Legend: Lactobacillus sp. I – light pink colour colony and Lactobacillus sp. II – yellow with
white colour colony.
Identification of bacterial pathogens isolated from the gut of mrigal fish
For identifying the said pathogens, basic morphological and various biochemical tests were
conducted to identify the genus of the selective isolates and the results were tabulated (Table
8-12 & Figure 9-25). In lysine iron agar slants, except Aeromonas sp. no other pathogens
have produced hydrogen sulphide (H2S) gas. Salmonella sp., Vibrio sp. and Pseudomonas sp.
have not produced hydrogen sulphide (H2S) gas in triple sugar iron agar slants. But
Aeromonas sp. turned the butt region black due to the release of hydrogen sulphide (H2S) gas.

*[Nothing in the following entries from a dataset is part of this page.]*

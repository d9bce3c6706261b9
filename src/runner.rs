//! Command execution

use std::path::PathBuf;
use std::process::Command;

use tracing::{debug, error};

/// Default shell used to interpret the command line
pub const DEFAULT_SHELL: &str = "/bin/sh";

/// Runs the configured command line
///
/// The outcome is never reported back to the caller: a failing command does
/// not change what the watcher does next.
pub trait CommandRunner {
    fn run(&mut self, command: &str);
}

impl<R: CommandRunner + ?Sized> CommandRunner for &mut R {
    fn run(&mut self, command: &str) {
        (**self).run(command);
    }
}

/// Runs `<shell> -c <command>` with inherited stdio and waits for it.
#[derive(Debug, Clone)]
pub struct ShellRunner {
    shell: PathBuf,
}

impl ShellRunner {
    pub fn new(shell: impl Into<PathBuf>) -> Self {
        Self {
            shell: shell.into(),
        }
    }

    pub fn shell(&self) -> &std::path::Path {
        &self.shell
    }
}

impl Default for ShellRunner {
    fn default() -> Self {
        Self::new(DEFAULT_SHELL)
    }
}

impl CommandRunner for ShellRunner {
    fn run(&mut self, command: &str) {
        match Command::new(&self.shell).arg("-c").arg(command).status() {
            Ok(status) => debug!(%status, command, "command finished"),
            Err(err) => error!(shell = %self.shell.display(), "{err}"),
        }
    }
}
use std::io;

use thiserror::Error;

use crate::schedule::models::Field;

/// Failure of the remote fetcher
#[derive(Debug, Error)]
pub enum FetchError {
    /// The portal session didn't come up before the deadline
    #[error("portal session did not start in time: {0}")]
    Timeout(String),

    #[error("HTTP error: {0}")]
    Http(#[from] reqwest::Error),

    #[error("portal error: {0}")]
    Portal(String),
}

impl FetchError {
    /// Only a session-initialization timeout is worth another try
    pub fn is_transient(&self) -> bool {
        matches!(self, Self::Timeout(_))
    }
}

/// Failure of the schedule extraction
#[derive(Debug, Error, PartialEq, Eq)]
pub enum ParseError {
    #[error("{course}: malformed {field} {text:?}")]
    MalformedField {
        course: String,
        field: Field,
        text: String,
    },

    #[error("course {caption:?} has no meeting times table")]
    MissingMeetings { caption: String },

    #[error("meeting times table #{position} has no course before it")]
    MissingDetails { position: usize },
}

#[derive(Debug, Error)]
pub enum Error {
    #[error("can't download the schedule: {0}")]
    Fetch(#[source] FetchError),

    #[error("portal still failing after {attempts} attempts: {source}")]
    RetriesExhausted { attempts: u32, source: FetchError },

    #[error("cancelled after {attempts} attempts")]
    Cancelled { attempts: u32 },

    #[error("cache error: {0}")]
    Storage(#[from] io::Error),

    #[error("invalid identity {0:?}")]
    InvalidIdentity(String),

    #[error("prompt error: {0}")]
    Prompt(#[from] dialoguer::Error),

    #[error("can't read the schedule: {0}")]
    Parse(#[from] ParseError),
}

pub type Result<T> = std::result::Result<T, Error>;
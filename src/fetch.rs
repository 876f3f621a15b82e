use std::{
    sync::{
        atomic::{AtomicBool, Ordering},
        Arc,
    },
    time::Duration,
};

use scraper::Html;
use tokio::sync::Notify;
use tracing::{info, warn};

use crate::{
    cache::ScheduleCache,
    credentials::{CredentialProvider, Credentials},
    error::{Error, FetchError, Result},
};

pub mod portal;

/// Driver of the remote portal session
#[allow(async_fn_in_trait)]
pub trait Fetcher {
    /// Log in as `identity` and return the raw schedule page
    async fn fetch(
        &mut self,
        identity: &str,
        credentials: &Credentials,
    ) -> std::result::Result<String, FetchError>;
}

/// How to react to transient fetch failures
#[derive(Clone, Debug)]
pub struct RetryPolicy {
    /// Total number of fetch calls allowed, `None` for no limit
    pub max_attempts: Option<u32>,
    /// Wait before the first retry, doubled after each failure
    pub initial_delay: Duration,
    /// Upper bound of the wait
    pub max_delay: Duration,
}

impl Default for RetryPolicy {
    /// Retry forever, right away
    fn default() -> Self {
        Self {
            max_attempts: None,
            initial_delay: Duration::ZERO,
            max_delay: Duration::ZERO,
        }
    }
}

impl RetryPolicy {
    /// Wait after the failure of the `attempt`-th call (starting at 1)
    pub fn delay(&self, attempt: u32) -> Duration {
        let factor = 2_u32.saturating_pow(attempt.saturating_sub(1));
        self.initial_delay.saturating_mul(factor).min(self.max_delay)
    }

    /// Whether another call may follow the `attempt`-th one
    pub fn allows_retry(&self, attempt: u32) -> bool {
        self.max_attempts.map_or(true, |max| attempt < max)
    }
}

/// Shared flag to stop the retry loop from outside
#[derive(Clone, Debug, Default)]
pub struct Cancellation {
    flag: Arc<AtomicBool>,
    notify: Arc<Notify>,
}

impl Cancellation {
    pub fn cancel(&self) {
        self.flag.store(true, Ordering::Release);
        self.notify.notify_waiters();
    }

    pub fn is_cancelled(&self) -> bool {
        self.flag.load(Ordering::Acquire)
    }

    /// Resolve once `cancel` has been called
    pub async fn cancelled(&self) {
        let notified = self.notify.notified();
        if self.is_cancelled() {
            return;
        }
        notified.await;
    }
}

/// Get the schedule document of `identity`, from the cache when possible
pub async fn acquire<P, F>(
    cache: &ScheduleCache,
    identity: &str,
    provider: &mut P,
    fetcher: &mut F,
    policy: &RetryPolicy,
    cancel: &Cancellation,
) -> Result<Html>
where
    P: CredentialProvider,
    F: Fetcher,
{
    let raw = acquire_raw(cache, identity, provider, fetcher, policy, cancel).await?;

    Ok(Html::parse_document(&raw))
}

/// Same as `acquire`, without parsing the document
pub async fn acquire_raw<P, F>(
    cache: &ScheduleCache,
    identity: &str,
    provider: &mut P,
    fetcher: &mut F,
    policy: &RetryPolicy,
    cancel: &Cancellation,
) -> Result<String>
where
    P: CredentialProvider,
    F: Fetcher,
{
    if let Some(raw) = cache.lookup(identity)? {
        info!("Cached schedule found for {identity}, nothing to download");
        return Ok(raw);
    }

    let credentials = provider.provide(identity)?;
    let raw = fetch_with_retry(identity, &credentials, fetcher, policy, cancel).await?;

    let path = cache.store(identity, &raw)?;
    info!("Success! Raw schedule saved to {}", path.display());

    Ok(raw)
}

async fn fetch_with_retry<F: Fetcher>(
    identity: &str,
    credentials: &Credentials,
    fetcher: &mut F,
    policy: &RetryPolicy,
    cancel: &Cancellation,
) -> Result<String> {
    let mut attempt = 0;
    loop {
        if cancel.is_cancelled() {
            return Err(Error::Cancelled { attempts: attempt });
        }

        attempt += 1;
        info!(attempt, "Logging into the portal as {identity}...");
        let fetched = tokio::select! {
            fetched = fetcher.fetch(identity, credentials) => fetched,
            () = cancel.cancelled() => return Err(Error::Cancelled { attempts: attempt }),
        };
        let err = match fetched {
            Ok(raw) => return Ok(raw),
            Err(err) if err.is_transient() => err,
            Err(err) => return Err(Error::Fetch(err)),
        };

        if !policy.allows_retry(attempt) {
            return Err(Error::RetriesExhausted {
                attempts: attempt,
                source: err,
            });
        }

        let delay = policy.delay(attempt);
        warn!(attempt, ?delay, "{err}, trying again");
        if !delay.is_zero() {
            tokio::select! {
                () = tokio::time::sleep(delay) => {}
                () = cancel.cancelled() => {}
            }
        }
    }
}

#[cfg(test)]
mod tests {
    use std::collections::VecDeque;

    use super::*;

    struct StubFetcher {
        responses: VecDeque<std::result::Result<String, FetchError>>,
        calls: usize,
    }

    impl StubFetcher {
        fn new(responses: Vec<std::result::Result<String, FetchError>>) -> Self {
            Self {
                responses: responses.into(),
                calls: 0,
            }
        }

        fn timeouts_then(k: usize, page: &str) -> Self {
            let mut responses: Vec<_> = (0..k)
                .map(|_| Err(FetchError::Timeout("initial target".into())))
                .collect();
            responses.push(Ok(page.to_owned()));
            Self::new(responses)
        }
    }

    impl Fetcher for StubFetcher {
        async fn fetch(
            &mut self,
            _identity: &str,
            _credentials: &Credentials,
        ) -> std::result::Result<String, FetchError> {
            self.calls += 1;
            self.responses
                .pop_front()
                .unwrap_or_else(|| Err(FetchError::Portal("no more responses".into())))
        }
    }

    #[derive(Default)]
    struct StubProvider {
        calls: usize,
    }

    impl CredentialProvider for StubProvider {
        fn provide(&mut self, identity: &str) -> Result<Credentials> {
            self.calls += 1;
            Ok(Credentials {
                username: identity.to_owned(),
                password: "secret".into(),
            })
        }
    }

    const PAGE: &str = "<div class=\"pagebodydiv\">schedule</div>";

    #[tokio::test]
    async fn second_acquisition_hits_the_cache() {
        let dir = tempfile::tempdir().unwrap();
        let cache = ScheduleCache::new(dir.path());
        let mut provider = StubProvider::default();
        let mut fetcher = StubFetcher::new(vec![Ok(PAGE.into()), Ok("changed".into())]);
        let (policy, cancel) = (RetryPolicy::default(), Cancellation::default());

        let first = acquire_raw(&cache, "jdoe", &mut provider, &mut fetcher, &policy, &cancel)
            .await
            .unwrap();
        let second = acquire_raw(&cache, "jdoe", &mut provider, &mut fetcher, &policy, &cancel)
            .await
            .unwrap();

        assert_eq!(fetcher.calls, 1);
        assert_eq!(provider.calls, 1);
        assert_eq!(first, PAGE);
        assert_eq!(second.as_bytes(), first.as_bytes());
    }

    #[tokio::test]
    async fn cached_document_skips_credentials() {
        let dir = tempfile::tempdir().unwrap();
        let cache = ScheduleCache::new(dir.path());
        cache.store("jdoe", PAGE).unwrap();
        let mut provider = StubProvider::default();
        let mut fetcher = StubFetcher::new(vec![]);

        let raw = acquire_raw(
            &cache,
            "jdoe",
            &mut provider,
            &mut fetcher,
            &RetryPolicy::default(),
            &Cancellation::default(),
        )
        .await
        .unwrap();

        assert_eq!(raw, PAGE);
        assert_eq!(provider.calls, 0);
        assert_eq!(fetcher.calls, 0);
    }

    #[tokio::test]
    async fn transient_timeouts_are_retried_until_success() {
        for k in [0, 1, 5] {
            let dir = tempfile::tempdir().unwrap();
            let cache = ScheduleCache::new(dir.path());
            let mut provider = StubProvider::default();
            let mut fetcher = StubFetcher::timeouts_then(k, PAGE);

            let raw = acquire_raw(
                &cache,
                "jdoe",
                &mut provider,
                &mut fetcher,
                &RetryPolicy::default(),
                &Cancellation::default(),
            )
            .await
            .unwrap();

            assert_eq!(raw, PAGE);
            assert_eq!(fetcher.calls, k + 1);
            assert_eq!(provider.calls, 1);
            assert_eq!(cache.lookup("jdoe").unwrap().as_deref(), Some(PAGE));
        }
    }

    #[tokio::test]
    async fn fatal_error_stops_without_caching() {
        let dir = tempfile::tempdir().unwrap();
        let cache = ScheduleCache::new(dir.path());
        let mut provider = StubProvider::default();
        let mut fetcher = StubFetcher::new(vec![
            Err(FetchError::Portal("bad credentials".into())),
            Ok(PAGE.into()),
        ]);

        let result = acquire_raw(
            &cache,
            "jdoe",
            &mut provider,
            &mut fetcher,
            &RetryPolicy::default(),
            &Cancellation::default(),
        )
        .await;

        assert!(matches!(result, Err(Error::Fetch(FetchError::Portal(_)))));
        assert_eq!(fetcher.calls, 1);
        assert_eq!(cache.lookup("jdoe").unwrap(), None);
        assert!(!cache.path("jdoe").unwrap().exists());
    }

    #[tokio::test]
    async fn bounded_policy_gives_up() {
        let dir = tempfile::tempdir().unwrap();
        let cache = ScheduleCache::new(dir.path());
        let mut fetcher = StubFetcher::timeouts_then(10, PAGE);
        let policy = RetryPolicy {
            max_attempts: Some(3),
            ..RetryPolicy::default()
        };

        let result = acquire_raw(
            &cache,
            "jdoe",
            &mut StubProvider::default(),
            &mut fetcher,
            &policy,
            &Cancellation::default(),
        )
        .await;

        assert!(matches!(
            result,
            Err(Error::RetriesExhausted { attempts: 3, .. })
        ));
        assert_eq!(fetcher.calls, 3);
        assert_eq!(cache.lookup("jdoe").unwrap(), None);
    }

    #[tokio::test]
    async fn cancellation_stops_the_loop() {
        let dir = tempfile::tempdir().unwrap();
        let cache = ScheduleCache::new(dir.path());
        let mut fetcher = StubFetcher::timeouts_then(10, PAGE);
        let cancel = Cancellation::default();
        cancel.cancel();

        let result = acquire_raw(
            &cache,
            "jdoe",
            &mut StubProvider::default(),
            &mut fetcher,
            &RetryPolicy::default(),
            &cancel,
        )
        .await;

        assert!(matches!(result, Err(Error::Cancelled { attempts: 0 })));
        assert_eq!(fetcher.calls, 0);
    }

    #[tokio::test]
    async fn cancellation_interrupts_the_wait() {
        let dir = tempfile::tempdir().unwrap();
        let cache = ScheduleCache::new(dir.path());
        let mut fetcher = StubFetcher::timeouts_then(10, PAGE);
        let policy = RetryPolicy {
            max_attempts: None,
            initial_delay: Duration::from_secs(3600),
            max_delay: Duration::from_secs(3600),
        };
        let cancel = Cancellation::default();
        let trigger = cancel.clone();
        tokio::spawn(async move {
            tokio::time::sleep(Duration::from_millis(20)).await;
            trigger.cancel();
        });

        let result = acquire_raw(
            &cache,
            "jdoe",
            &mut StubProvider::default(),
            &mut fetcher,
            &policy,
            &cancel,
        )
        .await;

        assert!(matches!(result, Err(Error::Cancelled { attempts: 1 })));
        assert_eq!(fetcher.calls, 1);
    }

    struct HangingFetcher {
        calls: usize,
    }

    impl Fetcher for HangingFetcher {
        async fn fetch(
            &mut self,
            _identity: &str,
            _credentials: &Credentials,
        ) -> std::result::Result<String, FetchError> {
            self.calls += 1;
            std::future::pending().await
        }
    }

    #[tokio::test]
    async fn cancellation_interrupts_a_running_fetch() {
        let dir = tempfile::tempdir().unwrap();
        let cache = ScheduleCache::new(dir.path());
        let mut fetcher = HangingFetcher { calls: 0 };
        let cancel = Cancellation::default();
        let trigger = cancel.clone();
        tokio::spawn(async move {
            tokio::time::sleep(Duration::from_millis(20)).await;
            trigger.cancel();
        });

        let result = tokio::time::timeout(
            Duration::from_secs(2),
            acquire_raw(
                &cache,
                "jdoe",
                &mut StubProvider::default(),
                &mut fetcher,
                &RetryPolicy::default(),
                &cancel,
            ),
        )
        .await
        .expect("fetch kept running after cancellation");

        assert!(matches!(result, Err(Error::Cancelled { attempts: 1 })));
        assert_eq!(fetcher.calls, 1);
        assert_eq!(cache.lookup("jdoe").unwrap(), None);
    }

    #[test]
    fn delay_doubles_up_to_the_cap() {
        let policy = RetryPolicy {
            max_attempts: None,
            initial_delay: Duration::from_secs(1),
            max_delay: Duration::from_secs(5),
        };
        assert_eq!(policy.delay(1), Duration::from_secs(1));
        assert_eq!(policy.delay(2), Duration::from_secs(2));
        assert_eq!(policy.delay(3), Duration::from_secs(4));
        assert_eq!(policy.delay(4), Duration::from_secs(5));
        assert_eq!(policy.delay(40), Duration::from_secs(5));
    }

    #[test]
    fn default_policy_never_gives_up_nor_waits() {
        let policy = RetryPolicy::default();
        assert!(policy.allows_retry(u32::MAX - 1));
        assert_eq!(policy.delay(7), Duration::ZERO);
    }

    #[tokio::test]
    async fn acquire_parses_the_document() {
        let dir = tempfile::tempdir().unwrap();
        let cache = ScheduleCache::new(dir.path());
        let mut fetcher = StubFetcher::new(vec![Ok(PAGE.into())]);

        let document = acquire(
            &cache,
            "jdoe",
            &mut StubProvider::default(),
            &mut fetcher,
            &RetryPolicy::default(),
            &Cancellation::default(),
        )
        .await
        .unwrap();

        let text: String = document
            .select(selector!(".pagebodydiv"))
            .flat_map(|div| div.text())
            .collect();
        assert_eq!(text, "schedule");
    }
}
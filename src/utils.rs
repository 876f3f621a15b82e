use scraper::ElementRef;

use crate::utils::models::{Position, TabChar};

pub mod models;

/// Compile a CSS selector once and reuse it
macro_rules! selector {
    ($e: expr) => {{
        use ::once_cell::sync::Lazy;
        use ::scraper::Selector;
        static SELECTOR: Lazy<Selector> = Lazy::new(|| Selector::parse($e).unwrap());
        &*SELECTOR
    }};
}

/// Compile a regex once and reuse it
macro_rules! regex {
    ($e: expr) => {{
        use ::once_cell::sync::Lazy;
        use ::regex::Regex;
        static PATTERN: Lazy<Regex> = Lazy::new(|| Regex::new($e).unwrap());
        &*PATTERN
    }};
}

/// Text content of an element, with every run of whitespace (`&nbsp;` included)
/// collapsed into a single space
pub fn cell_text(element: ElementRef) -> String {
    element
        .text()
        .flat_map(str::split_whitespace)
        .collect::<Vec<_>>()
        .join(" ")
}

/// Cut a string to fit in `width` characters, ending it with `…` when too long
pub fn etc_str(text: &str, width: usize) -> String {
    if text.chars().count() <= width {
        return text.to_owned();
    }

    let mut cut: String = text.chars().take(width.saturating_sub(1)).collect();
    cut.push('…');
    cut
}

/// Print an horizontal line of the table
pub fn line_table(widths: &[usize], position: &Position) {
    let (left, joint, right) = position.joints();

    let bar = TabChar::Bh.val().to_string();
    let cells = widths
        .iter()
        .map(|width| bar.repeat(width + 2))
        .collect::<Vec<_>>()
        .join(&joint.val().to_string());

    println!("{}{}{}", left.val(), cells, right.val());
}

/// Print a row of the table, each cell cut to its column width
pub fn row_table(widths: &[usize], cells: &[String]) {
    let sep = TabChar::Bv.val();

    print!("{sep}");
    for (width, cell) in widths.iter().zip(cells) {
        print!(" {:<width$} {sep}", etc_str(cell, *width));
    }
    println!();
}
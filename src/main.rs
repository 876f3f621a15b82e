use std::{path::PathBuf, time::Duration};

use anyhow::Context;
use clap::Parser;
use tracing::info;
use tracing_subscriber::EnvFilter;

#[macro_use]
mod utils;

mod cache;
mod credentials;
mod error;
mod fetch;
mod ics;
mod schedule;

use cache::ScheduleCache;
use credentials::Prompt;
use fetch::{portal::PortalFetcher, Cancellation, RetryPolicy};

#[derive(Parser)]
#[clap(version, about, long_about = None)]
struct Args {
    /// Your portal username, asked if not given
    #[clap(value_parser)]
    user: Option<String>,

    /// Where the downloaded schedules are kept
    #[clap(long, value_name = "DIR", default_value = ".cache")]
    cache_dir: PathBuf,

    /// Download the schedule again, even if it's in the cache
    #[clap(short, long)]
    refresh: bool,

    /// Export to iCalendar format (.ics)
    #[clap(short, long, value_name = "FILE NAME")]
    export: Option<String>,

    /// Give up after this many attempts when the portal times out, default to never
    #[clap(long, value_name = "N")]
    max_attempts: Option<u32>,

    /// Wait before trying again after a timeout, doubled at each new timeout
    #[clap(long, value_name = "SECONDS", default_value_t = 0)]
    retry_delay: u64,

    /// Longest wait between two attempts
    #[clap(long, value_name = "SECONDS", default_value_t = 60)]
    max_delay: u64,

    /// How long the portal has to open a session
    #[clap(long, value_name = "SECONDS", default_value_t = 10)]
    timeout: u64,

    /// How long any later request of the session may take
    #[clap(long, value_name = "SECONDS", default_value_t = 60)]
    request_timeout: u64,

    /// Login page of the portal
    #[clap(long, value_name = "URL", default_value = fetch::portal::LOGIN_URL)]
    login_url: String,

    /// Page of the detailed schedule
    #[clap(long, value_name = "URL", default_value = fetch::portal::SCHEDULE_URL)]
    schedule_url: String,

    /// More logs (-v, -vv)
    #[clap(short, long, action = clap::ArgAction::Count)]
    verbose: u8,

    /// Only show errors
    #[clap(short, long, conflicts_with = "verbose")]
    quiet: bool,
}

#[tokio::main(flavor = "current_thread")]
async fn main() -> anyhow::Result<()> {
    let args = Args::parse();

    setup_logging(args.verbose, args.quiet);

    let mut prompt = Prompt {
        host: host(&args.login_url),
    };
    let user = match args.user {
        Some(user) => user,
        None => prompt.identity()?,
    };

    let cache = ScheduleCache::new(&args.cache_dir);
    if args.refresh && cache.evict(&user)? {
        info!("Cached schedule of {user} removed");
    }

    let policy = RetryPolicy {
        max_attempts: args.max_attempts,
        initial_delay: Duration::from_secs(args.retry_delay),
        max_delay: Duration::from_secs(args.max_delay),
    };

    // Ctrl-C stops the retries
    let cancel = Cancellation::default();
    let on_signal = cancel.clone();
    tokio::spawn(async move {
        if tokio::signal::ctrl_c().await.is_ok() {
            on_signal.cancel();
        }
    });

    let mut fetcher = PortalFetcher {
        login_url: args.login_url,
        schedule_url: args.schedule_url,
        session_timeout: Duration::from_secs(args.timeout),
        request_timeout: Duration::from_secs(args.request_timeout),
        user_agent: format!("calport/{}", env!("CARGO_PKG_VERSION")),
    };

    let document =
        fetch::acquire(&cache, &user, &mut prompt, &mut fetcher, &policy, &cancel).await?;

    let courses = schedule::parse(&document).context("the cached schedule is unreadable")?;
    info!("{} courses found", courses.len());

    if let Some(mut filename) = args.export {
        ics::export(&courses, &mut filename)
            .with_context(|| format!("can't write {filename}"))?;

        println!("ICS file built and exported => {filename}");
    } else {
        schedule::display(&courses);
    }

    Ok(())
}

/// Host part of an URL, for the prompts
fn host(url: &str) -> String {
    url.split("://")
        .last()
        .and_then(|rest| rest.split('/').next())
        .unwrap_or(url)
        .to_owned()
}

fn setup_logging(verbose: u8, quiet: bool) {
    let filter = if quiet {
        EnvFilter::new("error")
    } else {
        match verbose {
            0 => EnvFilter::new("calport=info,warn"),
            1 => EnvFilter::new("calport=debug,info"),
            _ => EnvFilter::new("trace"),
        }
    };

    tracing_subscriber::fmt()
        .with_env_filter(filter)
        .with_target(false)
        .init();
}

#[cfg(test)]
mod tests {
    use super::*;

    #[test]
    fn host_of_portal_urls() {
        assert_eq!(host("https://mywings.unf.edu/"), "mywings.unf.edu");
        assert_eq!(host("mywings.unf.edu"), "mywings.unf.edu");
    }

    #[test]
    fn default_arguments() {
        let args = Args::parse_from(["calport", "jdoe"]);
        assert_eq!(args.user.as_deref(), Some("jdoe"));
        assert_eq!(args.cache_dir, PathBuf::from(".cache"));
        assert_eq!(args.max_attempts, None);
        assert_eq!(args.retry_delay, 0);
        assert_eq!(args.request_timeout, 60);
        assert_eq!(args.login_url, fetch::portal::LOGIN_URL);
    }
}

In connection with hydrogen sulphide (H2S) gas production, the same trend was noticed from
Aeromonas sp. and also from other pathogens, when they were inoculated in Kligler iron agar
slants. In the same media, Salmonella sp. has produced a considerable volume of gas. It was
not seen in the other pathogens and it could be understood from the table (Table 8). Sorbitol
fermentation ability was tested among the pathogens using sorbitol iron agar slants. The test
results revealed that all the pathogens have the caliber of fermenting sorbitol. Aeromonas sp.
alone stood different by also producing hydrogen sulphide (H2S) gas compared to the other
pathogens (Table 11).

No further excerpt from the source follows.